Мы нажили себе при жизни социальные страхи. Рабская наша психология откладывалась, слой за слоем, арестами, проработками, расстрелами, безнаказанностью начальства, торжеством палачей. Ничего генетического в ней нет. Наши внуки уже свободны от наших страхов. Теперь, когда все можно говорить, когда каждый щеголяет своей смелостью, мои прежние поступки стали укорять меня. Хочется исправить то поведение, да ничего исправить нельзя. Мы обречены жить с грехами прошлых страхов, так же как с прошлыми разочарованиями, утраченными идеалами. То же самое набирает каждое поколение. Свои иллюзии, свои ошибки, свои страхи. Я вижу, как появился и незнакомый прежде страх — выйти ночью на улицу, страх безработицы, страх банкротства банка… Но от этого моя ноша не становится легче.
Россия со времен Ивана Грозного жила в страхе. Страх то убывал, то возвращался, но всегда работали либо Тайный приказ, либо III отделение, либо ВЧК, ОГПУ, КГБ. Сажали на кол, вешали, колесовали, четвертовали, расстреливали. То же самое творилось в Швеции, Франции, Голландии, Чехии. Там еще жгли на кострах, там смачно лязгал нож гильотины. Работали пыточные камеры, изобретали новые орудия пытки — электрошок, уколы, психологические пытки.

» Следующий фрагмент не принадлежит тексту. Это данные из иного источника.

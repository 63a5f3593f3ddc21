//! Pure derivations over the in-memory state, recomputed on every read.

use chrono::{DateTime, NaiveDate, Utc};

use crate::domain::{Jar, TransactionRecord};
use crate::entitlement::{limits_for, SubscriptionTier};

/// Progress toward the jar target as a percentage with one decimal place.
/// A zero target reads as 0%; a full jar reads as exactly 100%.
pub fn progress_percent(jar: &Jar) -> f64 {
    if jar.target <= 0.0 {
        return 0.0;
    }
    round1((jar.saved / jar.target * 100.0).min(100.0))
}

/// Saved/target sums across every jar in a category.
#[derive(Debug, Clone, Copy, PartialEq)]
pub struct CategoryAggregate {
    pub saved: f64,
    pub target: f64,
    pub percent: f64,
}

pub fn category_aggregate(jars: &[Jar], category_id: u64) -> CategoryAggregate {
    let mut saved = 0.0;
    let mut target = 0.0;
    for jar in jars.iter().filter(|jar| jar.category_id == category_id) {
        saved += jar.saved;
        target += jar.target;
    }
    let percent = if target > 0.0 {
        round1(saved / target * 100.0)
    } else {
        0.0
    };
    CategoryAggregate {
        saved,
        target,
        percent,
    }
}

/// Grand totals across all jars.
#[derive(Debug, Clone, Copy, PartialEq)]
pub struct Totals {
    pub saved: f64,
    pub target: f64,
}

pub fn totals(jars: &[Jar]) -> Totals {
    Totals {
        saved: jars.iter().map(|jar| jar.saved).sum(),
        target: jars.iter().map(|jar| jar.target).sum(),
    }
}

/// Suggested saving pace per calculator granularity.
#[derive(Debug, Clone, Copy, PartialEq)]
pub struct InvestmentPlan {
    pub daily: f64,
    pub weekly: f64,
    pub monthly: f64,
}

/// Pace needed to fill the jar: date-driven when a future target date is
/// set, otherwise a fixed heuristic over a one-month horizon.
pub fn investment_plan(jar: &Jar, today: NaiveDate) -> InvestmentPlan {
    let remaining = jar.remaining();
    if let Some(target_date) = jar.target_date {
        let days = (target_date - today).num_days();
        if days > 0 {
            let days = days as f64;
            return InvestmentPlan {
                daily: remaining / days,
                weekly: remaining / (days / 7.0),
                monthly: remaining / (days / 30.0),
            };
        }
    }
    InvestmentPlan {
        daily: remaining / 30.0,
        weekly: remaining / 4.0,
        monthly: remaining,
    }
}

/// Daily amount needed for an ad-hoc goal; `None` once the date has passed.
pub fn daily_savings_needed(
    target_amount: f64,
    target_date: NaiveDate,
    today: NaiveDate,
) -> Option<f64> {
    let days = (target_date - today).num_days();
    if days > 0 {
        Some(target_amount / days as f64)
    } else {
        None
    }
}

/// One bar-chart point per jar, insertion order preserved.
#[derive(Debug, Clone, PartialEq)]
pub struct ChartPoint {
    pub label: String,
    pub saved: f64,
    pub withdrawn: f64,
}

pub fn chart_series(jars: &[Jar]) -> Vec<ChartPoint> {
    jars.iter()
        .map(|jar| ChartPoint {
            label: truncate_label(&jar.name),
            saved: jar.saved,
            withdrawn: jar.withdrawn,
        })
        .collect()
}

/// Records visible under the tier's history window: the free tier only sees
/// the trailing 30 days, premium sees everything.
pub fn visible_records<'a>(
    jar: &'a Jar,
    tier: SubscriptionTier,
    now: DateTime<Utc>,
) -> Vec<&'a TransactionRecord> {
    match limits_for(tier).history_window_days {
        Some(days) => jar
            .records
            .iter()
            .filter(|record| (now - record.date).num_days() <= days)
            .collect(),
        None => jar.records.iter().collect(),
    }
}

fn truncate_label(name: &str) -> String {
    if name.chars().count() > 10 {
        let cut: String = name.chars().take(10).collect();
        format!("{}...", cut)
    } else {
        name.to_string()
    }
}

fn round1(value: f64) -> f64 {
    (value * 10.0).round() / 10.0
}

#[cfg(test)]
mod tests {
    use super::*;
    use crate::domain::RecordKind;
    use chrono::Duration;

    fn jar(saved: f64, target: f64) -> Jar {
        Jar {
            id: 1,
            name: "Test".into(),
            target,
            saved,
            withdrawn: 0.0,
            streak: 0,
            currency: "€".into(),
            category_id: 1,
            target_date: None,
            created_at: Utc::now(),
            style: None,
            image_url: None,
            purpose: None,
            notes: Vec::new(),
            records: Vec::new(),
        }
    }

    #[test]
    fn progress_is_zero_for_zero_target() {
        assert_eq!(progress_percent(&jar(0.0, 0.0)), 0.0);
    }

    #[test]
    fn progress_is_exactly_one_hundred_when_full() {
        assert_eq!(progress_percent(&jar(1000.0, 1000.0)), 100.0);
    }

    #[test]
    fn progress_rounds_to_one_decimal() {
        assert_eq!(progress_percent(&jar(1.0, 3.0)), 33.3);
        assert_eq!(progress_percent(&jar(2.0, 3.0)), 66.7);
    }

    #[test]
    fn category_aggregate_sums_matching_jars() {
        let mut first = jar(100.0, 400.0);
        first.category_id = 7;
        let mut second = jar(50.0, 100.0);
        second.category_id = 7;
        let mut other = jar(999.0, 999.0);
        other.category_id = 8;
        let jars = vec![first, second, other];

        let aggregate = category_aggregate(&jars, 7);
        assert_eq!(aggregate.saved, 150.0);
        assert_eq!(aggregate.target, 500.0);
        assert_eq!(aggregate.percent, 30.0);

        let empty = category_aggregate(&jars, 99);
        assert_eq!(empty.percent, 0.0);
    }

    #[test]
    fn investment_plan_follows_the_target_date() {
        let today = NaiveDate::from_ymd_opt(2025, 1, 1).unwrap();
        let mut jar = jar(0.0, 100.0);
        jar.target_date = Some(today + Duration::days(10));
        let plan = investment_plan(&jar, today);
        assert_eq!(plan.daily, 10.0);
        assert!((plan.weekly - 70.0).abs() < 1e-9);
        assert!((plan.monthly - 300.0).abs() < 1e-9);
    }

    #[test]
    fn investment_plan_falls_back_without_a_future_date() {
        let today = NaiveDate::from_ymd_opt(2025, 1, 1).unwrap();
        let mut past = jar(40.0, 100.0);
        past.target_date = Some(today - Duration::days(1));
        let plan = investment_plan(&past, today);
        assert_eq!(plan.daily, 2.0);
        assert_eq!(plan.weekly, 15.0);
        assert_eq!(plan.monthly, 60.0);

        let undated = jar(40.0, 100.0);
        assert_eq!(investment_plan(&undated, today), plan);
    }

    #[test]
    fn daily_savings_requires_a_future_date() {
        let today = NaiveDate::from_ymd_opt(2025, 1, 1).unwrap();
        assert_eq!(
            daily_savings_needed(100.0, today + Duration::days(10), today),
            Some(10.0)
        );
        assert_eq!(daily_savings_needed(100.0, today, today), None);
        assert_eq!(
            daily_savings_needed(100.0, today - Duration::days(3), today),
            None
        );
    }

    #[test]
    fn chart_series_truncates_long_names_in_order() {
        let mut first = jar(10.0, 100.0);
        first.name = "Emergency Savings Fund".into();
        let mut second = jar(5.0, 50.0);
        second.name = "Bike".into();
        second.withdrawn = 2.0;
        let series = chart_series(&[first, second]);
        assert_eq!(series.len(), 2);
        assert_eq!(series[0].label, "Emergency ...");
        assert_eq!(series[1].label, "Bike");
        assert_eq!(series[1].withdrawn, 2.0);
    }

    #[test]
    fn free_tier_history_window_hides_old_records() {
        let now = Utc::now();
        let mut jar = jar(100.0, 200.0);
        jar.records = vec![
            TransactionRecord {
                id: 1,
                kind: RecordKind::Saved,
                amount: 50.0,
                date: now - Duration::days(45),
            },
            TransactionRecord {
                id: 2,
                kind: RecordKind::Saved,
                amount: 50.0,
                date: now - Duration::days(5),
            },
        ];
        let free = visible_records(&jar, SubscriptionTier::Free, now);
        assert_eq!(free.len(), 1);
        assert_eq!(free[0].id, 2);

        let premium = visible_records(&jar, SubscriptionTier::Premium, now);
        assert_eq!(premium.len(), 2);
    }

    #[test]
    fn totals_sum_every_jar() {
        let jars = vec![jar(10.0, 100.0), jar(20.0, 50.0)];
        let totals = totals(&jars);
        assert_eq!(totals.saved, 30.0);
        assert_eq!(totals.target, 150.0);
    }
}
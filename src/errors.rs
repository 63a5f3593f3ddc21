use thiserror::Error;

use crate::entitlement::{Feature, LimitKind};

/// Error type that captures store validation, gating, and persistence failures.
#[derive(Debug, Error)]
pub enum StoreError {
    #[error("invalid input: {0}")]
    InvalidInput(String),
    #[error("{limit} limit reached: free plan allows at most {max}")]
    LimitExceeded { limit: LimitKind, max: u32 },
    #[error("{0} requires a premium subscription")]
    FeatureLocked(Feature),
    #[error("IO error: {0}")]
    Io(#[from] std::io::Error),
    #[error("serialization error: {0}")]
    Serde(#[from] serde_json::Error),
    #[error("invalid backup file: {0}")]
    ImportFormat(String),
}

pub type StoreResult<T> = Result<T, StoreError>;
//! Per-jar transaction history.

use chrono::{DateTime, Utc};
use serde::{Deserialize, Serialize};

/// One deposit or withdrawal in a jar's history. Append-only; removed only
/// when the owning jar is deleted.
#[derive(Debug, Clone, Serialize, Deserialize, PartialEq)]
pub struct TransactionRecord {
    pub id: u64,
    #[serde(rename = "type")]
    pub kind: RecordKind,
    pub amount: f64,
    pub date: DateTime<Utc>,
}

#[derive(Debug, Clone, Copy, Serialize, Deserialize, PartialEq, Eq)]
#[serde(rename_all = "lowercase")]
pub enum RecordKind {
    Saved,
    Withdrawn,
}
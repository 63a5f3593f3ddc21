#![doc(test(attr(deny(warnings))))]

//! Jarify Core holds the domain state, entitlement rules, and persistence
//! round-trip behind the Jarify savings tracker. Presentation shells embed
//! this crate and drive it through [`store::SavingsStore`].

pub mod backup;
pub mod domain;
pub mod entitlement;
pub mod errors;
pub mod notify;
pub mod storage;
pub mod store;
pub mod subscription;
pub mod utils;

use std::sync::Once;

static INIT_TRACING: Once = Once::new();

/// Initializes global tracing and emits a startup info log.
pub fn init() {
    INIT_TRACING.call_once(|| {
        utils::init_tracing();
        tracing::info!("Jarify Core tracing initialized.");
    });
}

pub use entitlement::{can_use_feature, limits_for, Feature, SubscriptionTier};
pub use errors::{StoreError, StoreResult};
pub use store::{NewJar, SavingsStore};

#[cfg(test)]
mod tests {
    #[test]
    fn init_does_not_panic() {
        super::init();
    }
}
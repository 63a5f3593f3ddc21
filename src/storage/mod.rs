//! Key-value persistence backends.

pub mod adapter;
pub mod json_backend;

use std::collections::HashMap;
use std::sync::Mutex;

use crate::errors::StoreResult;

pub use adapter::PersistenceAdapter;
pub use json_backend::{app_data_dir, JsonFileStore};

/// Logical keys the application persists under. Key names match the original
/// on-device store so exported backups stay interchangeable.
#[derive(Debug, Clone, Copy, PartialEq, Eq, Hash)]
pub enum StorageKey {
    Jars,
    Categories,
    Notes,
    DarkMode,
    LastNotification,
    SubscriptionTier,
    Theme,
    NotificationPrefs,
}

impl StorageKey {
    pub const ALL: [StorageKey; 8] = [
        StorageKey::Jars,
        StorageKey::Categories,
        StorageKey::Notes,
        StorageKey::DarkMode,
        StorageKey::LastNotification,
        StorageKey::SubscriptionTier,
        StorageKey::Theme,
        StorageKey::NotificationPrefs,
    ];

    pub fn as_str(&self) -> &'static str {
        match self {
            StorageKey::Jars => "jarify_jars",
            StorageKey::Categories => "jarify_categories",
            StorageKey::Notes => "jarify_notes",
            StorageKey::DarkMode => "jarify_darkMode",
            StorageKey::LastNotification => "jarify_lastNotification",
            StorageKey::SubscriptionTier => "subscription_tier",
            StorageKey::Theme => "app_theme",
            StorageKey::NotificationPrefs => "jarify_notifications",
        }
    }
}

/// Abstraction over persistence backends storing one serialized value per key.
pub trait KeyValueStore: Send + Sync {
    fn get(&self, key: StorageKey) -> StoreResult<Option<String>>;
    fn set(&self, key: StorageKey, value: &str) -> StoreResult<()>;
    fn remove(&self, key: StorageKey) -> StoreResult<()>;
}

/// In-memory backend for tests and hosts without a filesystem.
#[derive(Debug, Default)]
pub struct MemoryStore {
    entries: Mutex<HashMap<StorageKey, String>>,
}

impl MemoryStore {
    pub fn new() -> Self {
        Self::default()
    }
}

impl KeyValueStore for MemoryStore {
    fn get(&self, key: StorageKey) -> StoreResult<Option<String>> {
        let entries = self.entries.lock().expect("kv mutex poisoned");
        Ok(entries.get(&key).cloned())
    }

    fn set(&self, key: StorageKey, value: &str) -> StoreResult<()> {
        let mut entries = self.entries.lock().expect("kv mutex poisoned");
        entries.insert(key, value.to_string());
        Ok(())
    }

    fn remove(&self, key: StorageKey) -> StoreResult<()> {
        let mut entries = self.entries.lock().expect("kv mutex poisoned");
        entries.remove(&key);
        Ok(())
    }
}
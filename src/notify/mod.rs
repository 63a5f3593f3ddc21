//! Reminder preferences and the platform scheduler contract.
//!
//! The application keeps at most one scheduled reminder: applying a new
//! preference set always cancels the previous schedule first.

use chrono::{DateTime, Duration, NaiveDate, NaiveTime, Utc};
use serde::{Deserialize, Serialize};
use tracing::warn;

use crate::errors::StoreResult;
use crate::storage::{KeyValueStore, StorageKey};

/// Identifier shared by every scheduled reminder.
pub const REMINDER_ID: u32 = 1;

#[derive(Debug, Clone, Copy, Serialize, Deserialize, PartialEq, Eq)]
#[serde(rename_all = "lowercase")]
pub enum ReminderFrequency {
    Daily,
    Weekly,
    Monthly,
    Custom,
}

/// User-chosen reminder settings, persisted alongside the domain state.
#[derive(Debug, Clone, Serialize, Deserialize, PartialEq)]
#[serde(rename_all = "camelCase")]
pub struct NotificationPreferences {
    pub enabled: bool,
    pub frequency: ReminderFrequency,
    #[serde(default, skip_serializing_if = "Option::is_none")]
    pub custom_date: Option<NaiveDate>,
    pub custom_time: NaiveTime,
    pub message: String,
}

impl Default for NotificationPreferences {
    fn default() -> Self {
        Self {
            enabled: false,
            frequency: ReminderFrequency::Daily,
            custom_date: None,
            custom_time: NaiveTime::from_hms_opt(9, 0, 0).expect("valid time"),
            message: "Time to check your savings goals!".into(),
        }
    }
}

/// What the platform should schedule: one reminder, optionally repeating.
#[derive(Debug, Clone, PartialEq)]
pub struct ReminderRequest {
    pub id: u32,
    pub at: DateTime<Utc>,
    pub repeat: Option<ReminderFrequency>,
    pub message: String,
}

/// Platform notification contract the embedding shell implements.
pub trait ReminderScheduler {
    fn schedule(&self, request: ReminderRequest) -> StoreResult<()>;
    fn cancel(&self, id: u32) -> StoreResult<()>;
}

/// Next instant the reminder should fire, or `None` when nothing is due:
/// disabled preferences, or a custom date that is absent or already past.
/// Repeating frequencies fire at the preference time, bumped to tomorrow
/// when today's slot has already passed.
pub fn next_trigger(
    prefs: &NotificationPreferences,
    now: DateTime<Utc>,
) -> Option<DateTime<Utc>> {
    if !prefs.enabled {
        return None;
    }
    match prefs.frequency {
        ReminderFrequency::Custom => {
            let date = prefs.custom_date?;
            let at = date.and_time(prefs.custom_time).and_utc();
            (at > now).then_some(at)
        }
        _ => {
            let mut at = now.date_naive().and_time(prefs.custom_time).and_utc();
            if at <= now {
                at += Duration::days(1);
            }
            Some(at)
        }
    }
}

/// Replaces any existing schedule with one matching the preferences.
pub fn apply_schedule(
    scheduler: &dyn ReminderScheduler,
    prefs: &NotificationPreferences,
    now: DateTime<Utc>,
) -> StoreResult<()> {
    scheduler.cancel(REMINDER_ID)?;
    let Some(at) = next_trigger(prefs, now) else {
        return Ok(());
    };
    let repeat = match prefs.frequency {
        ReminderFrequency::Custom => None,
        frequency => Some(frequency),
    };
    scheduler.schedule(ReminderRequest {
        id: REMINDER_ID,
        at,
        repeat,
        message: prefs.message.clone(),
    })
}

/// Loads stored preferences, degrading to defaults on absence or corruption.
pub fn load_preferences(kv: &dyn KeyValueStore) -> NotificationPreferences {
    match kv.get(StorageKey::NotificationPrefs) {
        Ok(Some(raw)) => serde_json::from_str(&raw).unwrap_or_else(|err| {
            warn!(%err, "corrupt notification preferences, using defaults");
            NotificationPreferences::default()
        }),
        Ok(None) => NotificationPreferences::default(),
        Err(err) => {
            warn!(%err, "failed to read notification preferences, using defaults");
            NotificationPreferences::default()
        }
    }
}

pub fn save_preferences(
    kv: &dyn KeyValueStore,
    prefs: &NotificationPreferences,
) -> StoreResult<()> {
    let json = serde_json::to_string(prefs)?;
    kv.set(StorageKey::NotificationPrefs, &json)
}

Летопись способов устрашения — самый гнусный раздел человеческой истории. Тоталитарный режим прежде всего опирается на систему доносительства. Социалистические страны развили доносительство, наверное, до самых больших пределов. Говорю «наверное», потому что размеры этого доносительства, число людей, вовлеченных в эту работу, до сих пор неизвестно. Власти каждой страны скрывают списки, слишком они велики. Публикация их травмировала бы миллионы семей. В каждом учреждении, в школе, в больнице, редакции — всюду имелись свои стукачи. Некоторых чуяли, некоторые сами, нарочно, засвечивались. Органы вызывали к себе, заставляли подписывать «о неразглашении», поощряли бесплатными путевками в заграничные поездки или, наоборот, наказывали, делая невыездными.
Обнародовать фамилии стукачей — значит породить новый вал трагедии.
В 1992 году сменилось руководство КГБ. Один из моих знакомых писателей позвонил к своему приятелю, получившему назначение в обновленный Комитет. «Послушай, — сказал он, — не могу ли ознакомиться со своим досье, все же интересно». — «Пожалуйста, — ответил его старый товарищ, — это не проблема, мы сейчас стараемся идти навстречу, особенно тем, кто натерпелся от прежнего аппарата».
Через два дня раздался звонок, писатель услышал голос своего друга: «Твое досье лежит передо мной. Я посмотрел его. Не советую тебе читать его». Больше он ничего не сказал. В голосе человека бывает больше информации, чем в словах, которые он произносит. Мой товарищ не стал ни о чем расспрашивать. Досье он так и не прочел.
Прочесть — то есть узнать. Он побоялся узнать.